環南/マフィア > 主治医兼姉から 
-- Update :2005-07-21 --
現在 / [ガルス] 星華
「医者としての立場から見解を述べさせてもらえば―――

 最善の方法を取るのならベッドに縛り付けて安静にしておくのが一番なの。
 余計な刺激を与えたりしなければ残された時間を引き延ばすことは可能だわ。
 だけどそんなのあの子は納得しないし、そうやって延命したところで得られるものは何も無い。
 ただ生きているだけの人生なんてあの子は望んでいないもの。

 生まれた時から爆弾みたいな身体を抱えてきたあの子には、受け入れるだけの覚悟も強さもある。
 だからありのままの現実を全て、話したわ。その上で今の生き方を自分で選んだ。
 もっと楽な道だってある筈なのに……不器用なんだか器用なんだか良く分からないわね。

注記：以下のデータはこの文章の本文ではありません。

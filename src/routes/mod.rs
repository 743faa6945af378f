pub mod health;
pub mod tasks;
pub mod users;

use std::sync::Arc;

use actix_web::{error::JsonPayloadError, web, HttpRequest};

use crate::auth::{Authenticate, TokenService};
use crate::error::AppError;

/// Registers every route.
///
/// `/register`, `/login` and `/health` are public. Everything else sits behind
/// `Authenticate`; handlers that change state add `Authorize::admin()` themselves.
pub fn config(tokens: Arc<dyn TokenService>) -> impl FnOnce(&mut web::ServiceConfig) {
    move |cfg| {
        cfg.app_data(json_config())
            .service(health::health)
            .service(users::register)
            .service(users::login)
            .service(
                web::scope("/promote")
                    .wrap(Authenticate::new(tokens.clone()))
                    .service(users::promote),
            )
            .service(
                web::scope("/tasks")
                    .wrap(Authenticate::new(tokens))
                    .service(tasks::get_tasks)
                    .service(tasks::create_task)
                    .service(tasks::get_task)
                    .service(tasks::update_task)
                    .service(tasks::delete_task),
            );
    }
}

/// Rejects unparseable JSON bodies with the usual `{"error"}` shape.
pub fn json_config() -> web::JsonConfig {
    web::JsonConfig::default().error_handler(|err: JsonPayloadError, _req: &HttpRequest| {
        AppError::BadRequest(err.to_string()).into()
    })
}
use actix_web::{get, web, HttpResponse, Responder};
use chrono::Utc;
use serde_json::json;

use crate::db::Store;

/// Health check endpoint
///
/// Reports whether the store answers. Public; not behind `Authenticate`.
#[get("/health")]
pub async fn health(store: web::Data<Store>) -> impl Responder {
    match store.ping().await {
        Ok(()) => HttpResponse::Ok().json(json!({
            "status": "ok",
            "store": "up",
            "timestamp": Utc::now()
        })),
        Err(_) => HttpResponse::ServiceUnavailable().json(json!({
            "status": "degraded",
            "store": "down",
            "timestamp": Utc::now()
        })),
    }
}
use std::sync::Arc;

use actix_cors::Cors;
use actix_web::{middleware::Logger, web, App, HttpServer};
use log::{error, info};

use taskgate::auth::{BcryptHasher, JwtService, TokenService};
use taskgate::clock::SystemClock;
use taskgate::config::Config;
use taskgate::db::Store;
use taskgate::routes;
use taskgate::usecases::{TaskUsecase, UserUsecase};

#[actix_web::main]
async fn main() -> std::io::Result<()> {
    dotenv::dotenv().ok();
    env_logger::Builder::from_env(env_logger::Env::default().default_filter_or("info")).init();

    let config = match Config::from_env() {
        Ok(config) => config,
        Err(e) => {
            error!("invalid configuration: {}", e);
            std::process::exit(1);
        }
    };

    let store = match Store::connect(
        &config.database_url,
        config.db_max_connections,
        config.db_timeout,
    )
    .await
    {
        Ok(store) => store,
        Err(e) => {
            error!("store unavailable: {}", e);
            std::process::exit(1);
        }
    };

    let tokens: Arc<dyn TokenService> = Arc::new(JwtService::new(&config.jwt_secret));
    let users = web::Data::new(UserUsecase::new(
        store.user_repository(),
        Arc::new(BcryptHasher::new(config.bcrypt_cost)),
        tokens.clone(),
    ));
    let tasks = web::Data::new(TaskUsecase::new(
        store.task_repository(),
        Arc::new(SystemClock),
    ));
    let store = web::Data::new(store);

    info!("Starting server at {}", config.server_url());
    HttpServer::new(move || {
        App::new()
            .app_data(store.clone())
            .app_data(users.clone())
            .app_data(tasks.clone())
            .wrap(
                Cors::default()
                    .allow_any_origin()
                    .allow_any_method()
                    .allow_any_header()
                    .max_age(3600),
            )
            .wrap(Logger::default())
            .configure(routes::config(tokens.clone()))
    })
    .bind((config.server_host.as_str(), config.server_port))?
    .run()
    .await
}
use chrono::{DateTime, Utc};
use serde::{Deserialize, Serialize};
use sqlx::FromRow;
use std::str::FromStr;
use uuid::Uuid;

use crate::error::AppError;

/// Represents the status of a task.
/// Corresponds to the `task_status` SQL enum.
#[derive(Debug, Serialize, Deserialize, Clone, Copy, PartialEq, Eq, sqlx::Type)]
#[sqlx(type_name = "task_status", rename_all = "lowercase")]
#[serde(rename_all = "lowercase")]
pub enum TaskStatus {
    /// Task is still open; its due date lies ahead.
    Pending,
    /// Task is done; its due date has passed.
    Completed,
}

impl FromStr for TaskStatus {
    type Err = AppError;

    fn from_str(s: &str) -> Result<Self, Self::Err> {
        match s {
            "pending" => Ok(TaskStatus::Pending),
            "completed" => Ok(TaskStatus::Completed),
            _ => Err(AppError::BadRequest(
                "status must be either pending or completed".into(),
            )),
        }
    }
}

/// Input structure for creating or updating a task, as received over HTTP.
///
/// Every field defaults when absent so that `validate` can report exactly which
/// one is missing.
#[derive(Debug, Default, Clone, Serialize, Deserialize)]
#[serde(default)]
pub struct TaskInput {
    pub title: String,
    /// RFC 3339 timestamp.
    pub due_date: Option<DateTime<Utc>>,
    pub status: String,
}

/// A task that passed validation and is ready to be persisted.
#[derive(Debug, Clone, PartialEq, Eq)]
pub struct NewTask {
    pub title: String,
    pub due_date: DateTime<Utc>,
    pub status: TaskStatus,
}

/// Represents a task entity as stored and returned by the API.
#[derive(Debug, Clone, PartialEq, Eq, Serialize, Deserialize, FromRow)]
pub struct Task {
    /// Unique identifier for the task (UUID v4).
    pub id: Uuid,
    pub title: String,
    pub due_date: DateTime<Utc>,
    pub status: TaskStatus,
}

/// Seconds from the Unix epoch to `0001-01-01T00:00:00Z`, the zero time clients
/// send for an unset date.
const ZERO_TIME_SECS: i64 = -62_135_596_800;

fn is_zero_time(date: &DateTime<Utc>) -> bool {
    date.timestamp() == ZERO_TIME_SECS && date.timestamp_subsec_nanos() == 0
}

impl TaskInput {
    /// Checks the task rules relative to `now` and produces a `NewTask`.
    ///
    /// A completed task must be due in the past, a pending one in the future.
    /// A due date equal to `now` satisfies both.
    pub fn validate(&self, now: DateTime<Utc>) -> Result<NewTask, AppError> {
        if self.title.is_empty() {
            return Err(AppError::BadRequest("title is required".into()));
        }

        let due_date = self
            .due_date
            .filter(|d| !is_zero_time(d))
            .ok_or_else(|| AppError::BadRequest("due date is required".into()))?;

        if self.status.is_empty() {
            return Err(AppError::BadRequest("status is required".into()));
        }

        let status: TaskStatus = self.status.parse()?;

        match status {
            TaskStatus::Completed if now < due_date => {
                Err(AppError::BadRequest("due date must be in the past".into()))
            }
            TaskStatus::Pending if now > due_date => {
                Err(AppError::BadRequest("due date must be in the future".into()))
            }
            _ => Ok(NewTask {
                title: self.title.clone(),
                due_date,
                status,
            }),
        }
    }
}

impl Task {
    pub fn new(id: Uuid, task: NewTask) -> Self {
        Self {
            id,
            title: task.title,
            due_date: task.due_date,
            status: task.status,
        }
    }
}

/// Parses a task identifier taken from a request path.
pub fn parse_task_id(id: &str) -> Result<Uuid, AppError> {
    Uuid::parse_str(id).map_err(|_| AppError::BadRequest("Invalid ID".into()))
}
mod common;

use actix_web::http::{header, StatusCode};
use actix_web::test;
use pretty_assertions::assert_eq;
use serde_json::json;

use taskgate::auth::{JwtService, TokenService};
use taskgate::models::Role;

use common::{init_app, login, register, send};

#[actix_rt::test]
async fn test_first_registration_becomes_admin() {
    let app = init_app().await;

    let (status, body) = register(&app, "alice", "secret").await;
    assert_eq!(status, StatusCode::CREATED);
    assert_eq!(body, json!({ "message": "User registered successfully" }));
    assert_eq!(register(&app, "bob", "secret").await.0, StatusCode::CREATED);

    let tokens = JwtService::new(common::SECRET);

    let alice = tokens
        .validate_token(&login(&app, "alice", "secret").await)
        .unwrap();
    assert_eq!(alice.sub, "alice");
    assert_eq!(alice.role, Role::Admin);

    let bob = tokens
        .validate_token(&login(&app, "bob", "secret").await)
        .unwrap();
    assert_eq!(bob.sub, "bob");
    assert_eq!(bob.role, Role::User);
}

#[test_log::test(actix_rt::test)]
async fn test_register_validation_and_duplicates() {
    let app = init_app().await;

    for body in [
        json!({ "username": "", "password": "secret" }),
        json!({ "username": "alice", "password": "" }),
        json!({}),
    ] {
        let (status, resp) = send(&app, "POST", "/register", None, Some(body)).await;
        assert_eq!(status, StatusCode::BAD_REQUEST);
        assert_eq!(resp["error"], "username and password are required");
    }

    assert_eq!(register(&app, "alice", "secret").await.0, StatusCode::CREATED);
    let (status, resp) = register(&app, "alice", "other").await;
    assert_eq!(status, StatusCode::BAD_REQUEST);
    assert_eq!(resp["error"], "username already exists");
}

#[actix_rt::test]
async fn test_login_failures_are_indistinguishable() {
    let app = init_app().await;
    register(&app, "alice", "secret").await;

    let login_body = |username: &str, password: &str| {
        Some(json!({ "username": username, "password": password }))
    };

    let wrong_password = send(&app, "POST", "/login", None, login_body("alice", "nope")).await;
    let unknown_user = send(&app, "POST", "/login", None, login_body("ghost", "secret")).await;

    assert_eq!(wrong_password.0, StatusCode::BAD_REQUEST);
    assert_eq!(wrong_password.1["error"], "invalid username or password");
    assert_eq!(wrong_password, unknown_user);

    let (status, body) = send(&app, "POST", "/login", None, login_body("alice", "secret")).await;
    assert_eq!(status, StatusCode::OK);
    assert_eq!(body["message"], "Logged in successfully");
    assert!(body["token"].is_string());
}

#[actix_rt::test]
async fn test_malformed_json_is_a_bad_request() {
    let app = init_app().await;

    let req = test::TestRequest::post()
        .uri("/register")
        .insert_header((header::CONTENT_TYPE, "application/json"))
        .set_payload("{\"username\": ")
        .to_request();
    let resp = test::call_service(&app, req).await;
    assert_eq!(resp.status(), StatusCode::BAD_REQUEST);

    let body: serde_json::Value = serde_json::from_slice(&test::read_body(resp).await).unwrap();
    assert!(body["error"].is_string());
}

#[actix_rt::test]
async fn test_promote_flow() {
    let app = init_app().await;
    let (admin, user) = common::admin_and_user(&app).await;
    register(&app, "carol", "carol-pw").await;

    let promote = |username: &str| Some(json!({ "username": username }));

    let (status, body) = send(&app, "POST", "/promote", None, promote("carol")).await;
    assert_eq!(status, StatusCode::UNAUTHORIZED);
    assert_eq!(body["error"], "Authorization header is required");

    let (status, body) = send(&app, "POST", "/promote", Some(&user), promote("carol")).await;
    assert_eq!(status, StatusCode::FORBIDDEN);
    assert_eq!(body["error"], "You are not authorized for this action");

    let (status, body) = send(&app, "POST", "/promote", Some(&admin), promote("")).await;
    assert_eq!(status, StatusCode::BAD_REQUEST);
    assert_eq!(body["error"], "username is required");

    let (status, body) = send(&app, "POST", "/promote", Some(&admin), promote("ghost")).await;
    assert_eq!(status, StatusCode::NOT_FOUND);
    assert_eq!(body["error"], "User not found");

    let (status, body) = send(&app, "POST", "/promote", Some(&admin), promote("carol")).await;
    assert_eq!(status, StatusCode::OK);
    assert_eq!(body, json!({ "message": "User promoted successfully" }));

    let (status, body) = send(&app, "POST", "/promote", Some(&admin), promote("carol")).await;
    assert_eq!(status, StatusCode::BAD_REQUEST);
    assert_eq!(body["error"], "user is already an admin");

    // The role is read at login, so carol needs a fresh token.
    let carol = JwtService::new(common::SECRET)
        .validate_token(&login(&app, "carol", "carol-pw").await)
        .unwrap();
    assert_eq!(carol.role, Role::Admin);
}

#[actix_rt::test]
async fn test_rejects_bad_authorization_headers() {
    let app = init_app().await;
    let (admin, _) = common::admin_and_user(&app).await;

    for value in [
        format!("Basic {}", admin),
        format!("Bearer {} extra", admin),
        admin.clone(),
    ] {
        let req = test::TestRequest::get()
            .uri("/tasks")
            .insert_header((header::AUTHORIZATION, value))
            .to_request();
        let resp = test::call_service(&app, req).await;
        assert_eq!(resp.status(), StatusCode::UNAUTHORIZED);
        let body: serde_json::Value =
            serde_json::from_slice(&test::read_body(resp).await).unwrap();
        assert_eq!(body["error"], "Invalid authorization header");
    }

    let (status, body) = send(&app, "GET", "/tasks", Some("not.a.jwt"), None).await;
    assert_eq!(status, StatusCode::UNAUTHORIZED);
    assert_eq!(body["error"], "invalid token");

    let forged = JwtService::new("some_other_secret")
        .generate_token("admin", Role::Admin)
        .unwrap();
    let (status, body) = send(&app, "GET", "/tasks", Some(&forged), None).await;
    assert_eq!(status, StatusCode::UNAUTHORIZED);
    assert_eq!(body["error"], "token signature is invalid");

    let req = test::TestRequest::get()
        .uri("/tasks")
        .insert_header((header::AUTHORIZATION, format!("bearer {}", admin)))
        .to_request();
    assert_eq!(test::call_service(&app, req).await.status(), StatusCode::OK);
}
use chrono::{Duration, Utc};
use jsonwebtoken::{decode, encode, Algorithm, DecodingKey, EncodingKey, Header, Validation};
use serde::{Deserialize, Serialize};

use crate::error::AppError;
use crate::models::Role;

/// Tokens live for a day unless a service is built with another TTL.
pub const DEFAULT_TOKEN_TTL_HOURS: i64 = 24;

/// Represents the claims encoded within a JWT (JSON Web Token).
#[derive(Debug, Serialize, Deserialize, Clone, PartialEq, Eq)]
pub struct Claims {
    /// Subject of the token: the username.
    pub sub: String,
    pub role: Role,
    /// Issued-at timestamp (seconds since epoch).
    pub iat: usize,
    /// Expiration timestamp (seconds since epoch).
    pub exp: usize,
}

/// Issues and checks identity tokens.
pub trait TokenService: Send + Sync {
    /// Signs a token for `username` with `role`.
    fn generate_token(&self, username: &str, role: Role) -> Result<String, AppError>;

    /// Verifies signature, algorithm and expiry, returning the embedded claims.
    fn validate_token(&self, token: &str) -> Result<Claims, AppError>;
}

/// HS256 token service keyed by a single shared secret.
///
/// Only HS256 is accepted on validation, so a token re-signed with any other
/// algorithm is rejected even if the secret matches. Expiry is checked with no
/// leeway.
#[derive(Clone)]
pub struct JwtService {
    encoding_key: EncodingKey,
    decoding_key: DecodingKey,
    validation: Validation,
    ttl: Duration,
}

impl JwtService {
    pub fn new(secret: &str) -> Self {
        Self::with_ttl(secret, Duration::hours(DEFAULT_TOKEN_TTL_HOURS))
    }

    pub fn with_ttl(secret: &str, ttl: Duration) -> Self {
        let mut validation = Validation::new(Algorithm::HS256);
        validation.leeway = 0;

        Self {
            encoding_key: EncodingKey::from_secret(secret.as_bytes()),
            decoding_key: DecodingKey::from_secret(secret.as_bytes()),
            validation,
            ttl,
        }
    }
}

impl TokenService for JwtService {
    fn generate_token(&self, username: &str, role: Role) -> Result<String, AppError> {
        let now = Utc::now();
        let expiration = now
            .checked_add_signed(self.ttl)
            .ok_or_else(|| AppError::InternalServerError("token expiry overflow".into()))?;

        let claims = Claims {
            sub: username.to_string(),
            role,
            iat: now.timestamp() as usize,
            exp: expiration.timestamp() as usize,
        };

        encode(&Header::new(Algorithm::HS256), &claims, &self.encoding_key)
            .map_err(|e| AppError::InternalServerError(format!("Failed to generate token: {}", e)))
    }

    fn validate_token(&self, token: &str) -> Result<Claims, AppError> {
        decode::<Claims>(token, &self.decoding_key, &self.validation)
            .map(|data| data.claims)
            .map_err(AppError::from)
    }
}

 だけど忘れないで頂戴。どんなに強がってみせてもあの子はまだ14の子供なの。
 全ての業を受け止められるほどに成熟している訳じゃないし、いずれ押し潰されてしまう可能性だって否定できない。
 それだけは、覚えていて。

 元々正常に機能しない身体を薬の力でどうにか動かしてるようなものだから。
 延命だけを望むのなら本来必要は無い。だけどあの子がこの生き方を選ぶなら、どうしても不可欠なものになるの。
 この薬はきちんと使えばそれなりに効果は現れる。だけど使い方を誤れば毒にもなりかねない。そういった類の代物よ。
 生かすも殺すも、コレに懸かっていると言っても過言ではないわね。

 貴方に預けるのが一番いいと判断したの。
 ……それとも、見当違いだったかしら?」
お姉ちゃんガルスに出張時、to相棒。